Is what you point out in Goldberg’s case showing up elsewhere in your conversations within the “community?” Small, but nonetheless distinguishable, cracks in the PeP persona?

I don’t know, so just askin’.

Good one, Adam!

Here’s Al Akhbar’s take:

The Jewish-American journalist reportedly acts as a favored messenger between the United States and Israel.

Goldberg wrote that Obama regards Israeli Prime Minister Benjamin Netanyahu as a “political coward,” too focused on securing settler votes and unwilling to “spend political capital” for a compromise.

Goldberg’s article has been widely cited in Israeli media, but Al-Akhbar cannot verify the authenticity of his sources.

The Katzover quote is from today’s Ha-aretz (Jan 15) and originally from an interview he gave Beit Mashiach (House of the Messiah), a journal of the messianic faction of the Chabad Movement. They want democracy replaced by a “halachic state” based on Jewish law (halacha). That means a Jewish king (ideally the Messiah himself) advised by a restored Sanhedrin (rabbinical council). In fact, a body that claims this status is already in existence, and its supporters seek “as a first step” to insert it into the current state structure as the new supreme court and simultaneously as an upper house of the Knesset.

There are also settlers who propose establishing a halachic state first in the West Bank in the event of an Israeli withdrawal. This sounds infeasible but I suggest the following scenario as a possibility. Suppose Israel officially withdraws under mounting international pressure and the settlers then declare their own even-more-Jewish state in “Judea and Samaria.” Officially this second Zionist state would be quite separate from Israel, and Israel would disavow all responsibility for it. But in reality it would remain closely connected with Israel and receive support from Israel as well as through its own network of backers abroad. Parallels would be the Serbian republic inside Bosnia and Nagorno-Karabakh in relation to Armenia.

As Adam says, these people are no longer marginal, and the further Israeli politics lurches to the right the greater their influence will be. So it might be worth paying some attention to their aims and strategies.

“appears to be completely out of touch with the desire of Israelis”

I am paraphrasing here but democracy means giving Jewish Israelis what they want and giving it to them good and hard .

Does everyone else find the zios as hysterical as I do?….First they demanded we build an Israel–and demanded we let it do whatever it wanted to do and defend it’s every crime—–and Now they want us to save it from itself?
I don’t know how many zios libs I’ve seen moaning for the US to save Israel from the Israelis.
I think O like a lot of us have given up on Israel.
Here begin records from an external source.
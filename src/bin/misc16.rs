//! MISC16 toolchain - CLI Entry Point
//!
//! Commands:
//! - `misc16 run <program>` - Run a binary image or assembly source
//! - `misc16 asm <source>` - Assemble to .bin/.mif/.lst (or run directly)
//! - `misc16 disasm <program>` - Disassemble transport pairs
//! - `misc16 debug <program>` - Interactive debugger

use std::path::{Path, PathBuf};

use clap::{Parser, Subcommand};
use log::{info, LevelFilter};
use misc16::asm::{save_bin, save_listing, save_mif};
use misc16::{assemble, disassemble, load_image, Assembly, Cpu, Memory, TerminalConsole};

#[derive(Parser)]
#[command(name = "misc16")]
#[command(version = "0.1.0")]
#[command(about = "Assembler, emulator and debugger for the MISC16 transport-triggered machine")]
struct Cli {
    #[command(subcommand)]
    command: Commands,
}

#[derive(Subcommand)]
enum Commands {
    /// Run a program until ESC is read
    Run {
        /// Path to the .bin image or .asm source to execute
        program: PathBuf,
        /// Stop after this many transports
        #[arg(short, long)]
        max_cycles: Option<u64>,
        /// Log every transport (to stderr)
        #[arg(short, long)]
        trace: bool,
        /// Write the final machine state as JSON
        #[arg(long)]
        dump_state: Option<PathBuf>,
    },
    /// Assemble source; with no outputs given, run the result
    Asm {
        /// Path to the source file
        source: PathBuf,
        /// Binary image output
        #[arg(short, long)]
        bin: Option<PathBuf>,
        /// Memory Initialization File output
        #[arg(short, long)]
        mif: Option<PathBuf>,
        /// Listing output
        #[arg(short, long)]
        lst: Option<PathBuf>,
    },
    /// Disassemble transport pairs from a program
    Disasm {
        /// Path to the .bin image or .asm source
        program: PathBuf,
        /// First address to disassemble
        #[arg(short, long, default_value = "0x10", value_parser = parse_address)]
        start: u16,
        /// Number of pairs to show
        #[arg(short, long, default_value_t = 32)]
        count: usize,
    },
    /// Interactive debugger
    #[cfg(feature = "tui")]
    Debug {
        /// Path to the .bin image or .asm source to debug
        program: PathBuf,
    },
}

fn main() {
    let cli = Cli::parse();

    let mut logger = env_logger::Builder::from_default_env();
    if let Commands::Run { trace: true, .. } = cli.command {
        logger.filter_module("misc16::cpu", LevelFilter::Trace);
    }
    logger.init();

    match cli.command {
        Commands::Run { program, max_cycles, trace: _, dump_state } => {
            let mem = load_program(&program);
            run_memory(mem, max_cycles, dump_state.as_deref());
        }
        Commands::Asm { source, bin, mif, lst } => {
            assemble_file(&source, bin, mif, lst);
        }
        Commands::Disasm { program, start, count } => {
            disassemble_file(&program, start, count);
        }
        #[cfg(feature = "tui")]
        Commands::Debug { program } => {
            debug_program(&program);
        }
    }
}

/// Load a `.bin` image, or assemble a `.asm` source, exiting on failure.
fn load_program(path: &Path) -> Memory {
    let is_source = path
        .extension()
        .is_some_and(|ext| ext.eq_ignore_ascii_case("asm"));

    if is_source {
        let asm = assemble_or_exit(path);
        Memory::from_words(asm.words())
    } else {
        match load_image(path) {
            Ok(mem) => mem,
            Err(e) => {
                eprintln!("❌ {}", e);
                std::process::exit(1);
            }
        }
    }
}

fn assemble_or_exit(path: &Path) -> Assembly {
    let source = match std::fs::read_to_string(path) {
        Ok(s) => s,
        Err(e) => {
            eprintln!("❌ Could not open file {}: {}", path.display(), e);
            std::process::exit(1);
        }
    };

    match assemble(&source) {
        Ok(asm) => {
            info!("Assembled {} words from {}", asm.len, path.display());
            asm
        }
        Err(e) => {
            for error in &e.errors {
                eprintln!("ERROR: {}", error);
            }
            eprintln!("❌ {}", e);
            std::process::exit(1);
        }
    }
}

fn run_memory(mem: Memory, max_cycles: Option<u64>, dump_state: Option<&Path>) {
    let console = match TerminalConsole::new() {
        Ok(console) => console,
        Err(e) => {
            eprintln!("❌ Cannot open terminal: {}", e);
            std::process::exit(1);
        }
    };

    let mut cpu = Cpu::with_memory(mem, console);
    let cycles = match max_cycles {
        Some(max) => cpu.run_limited(max),
        None => cpu.run(),
    };
    let snapshot = cpu.snapshot();
    // Dropping the console restores the terminal.
    drop(cpu);

    println!();
    println!("━━━ Result ━━━");
    println!("Cycles: {}", cycles);
    println!("State: {:?}", snapshot.state);
    println!("ACCU: {:04X}  PC: {:04X}  Flags: {}",
        snapshot.regs.accu, snapshot.regs.pc, snapshot.regs.flags_string());

    if let Some(max) = max_cycles {
        if cycles >= max {
            println!();
            println!("⚠️  Reached max cycles limit ({}).", max);
        }
    }

    if let Some(path) = dump_state {
        let written = std::fs::File::create(path)
            .map_err(|e| e.to_string())
            .and_then(|file| {
                serde_json::to_writer_pretty(std::io::BufWriter::new(file), &snapshot)
                    .map_err(|e| e.to_string())
            });
        match written {
            Ok(()) => println!("✓ State written to {}", path.display()),
            Err(e) => {
                eprintln!("❌ Failed to write state to {}: {}", path.display(), e);
                std::process::exit(1);
            }
        }
    }
}

fn assemble_file(source: &Path, bin: Option<PathBuf>, mif: Option<PathBuf>, lst: Option<PathBuf>) {
    let asm = assemble_or_exit(source);
    println!("Success: assembly completed {} bytes", asm.len * 2);

    if let Some(path) = &mif {
        if let Err(e) = save_mif(path, asm.words()) {
            eprintln!("❌ {}", e);
            std::process::exit(1);
        }
        println!("MIF file {} created", path.display());
    }

    if let Some(path) = &bin {
        if let Err(e) = save_bin(path, asm.words()) {
            eprintln!("❌ {}", e);
            std::process::exit(1);
        }
        println!("BIN file {} created", path.display());
    }

    if let Some(path) = &lst {
        if let Err(e) = save_listing(path, &asm) {
            eprintln!("❌ Failed to write {}: {}", path.display(), e);
            std::process::exit(1);
        }
        println!("LST file {} created", path.display());
    }

    if mif.is_none() && bin.is_none() && lst.is_none() {
        run_memory(Memory::from_words(asm.words()), None, None);
    }
}

fn disassemble_file(path: &Path, start: u16, count: usize) {
    let mem = load_program(path);
    let words: Vec<u16> = mem
        .dump(start as usize, count.saturating_mul(2))
        .into_iter()
        .map(|(_, word)| word)
        .collect();
    print!("{}", disassemble(&words, start));
}

#[cfg(feature = "tui")]
fn debug_program(path: &Path) {
    use misc16::run_debugger;

    let mem = load_program(path);
    if let Err(e) = run_debugger(mem) {
        eprintln!("❌ Debugger error: {}", e);
        std::process::exit(1);
    }
}

/// Parse a decimal or `0x` hex address.
fn parse_address(s: &str) -> Result<u16, String> {
    let parsed = match s.strip_prefix("0x").or_else(|| s.strip_prefix("0X")) {
        Some(hex) => u16::from_str_radix(hex, 16),
        None => s.parse::<u16>(),
    };
    parsed.map_err(|e| format!("invalid address '{}': {}", s, e))
}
It’s like hard core drug addict that no matter how you warn that he is killing himself, keeps right on. I think O has let Israel go. He might keep up the aid and support because of domestic political pressure by the lobby, but otherwise he’s through with Israel. He’s letting it take it’s own course, washed his hands of reasoning with them. And if he’s doing anything about I/P it is under the table with the Europeans…..basically not squawking about whatever pressure they may apply on Israel.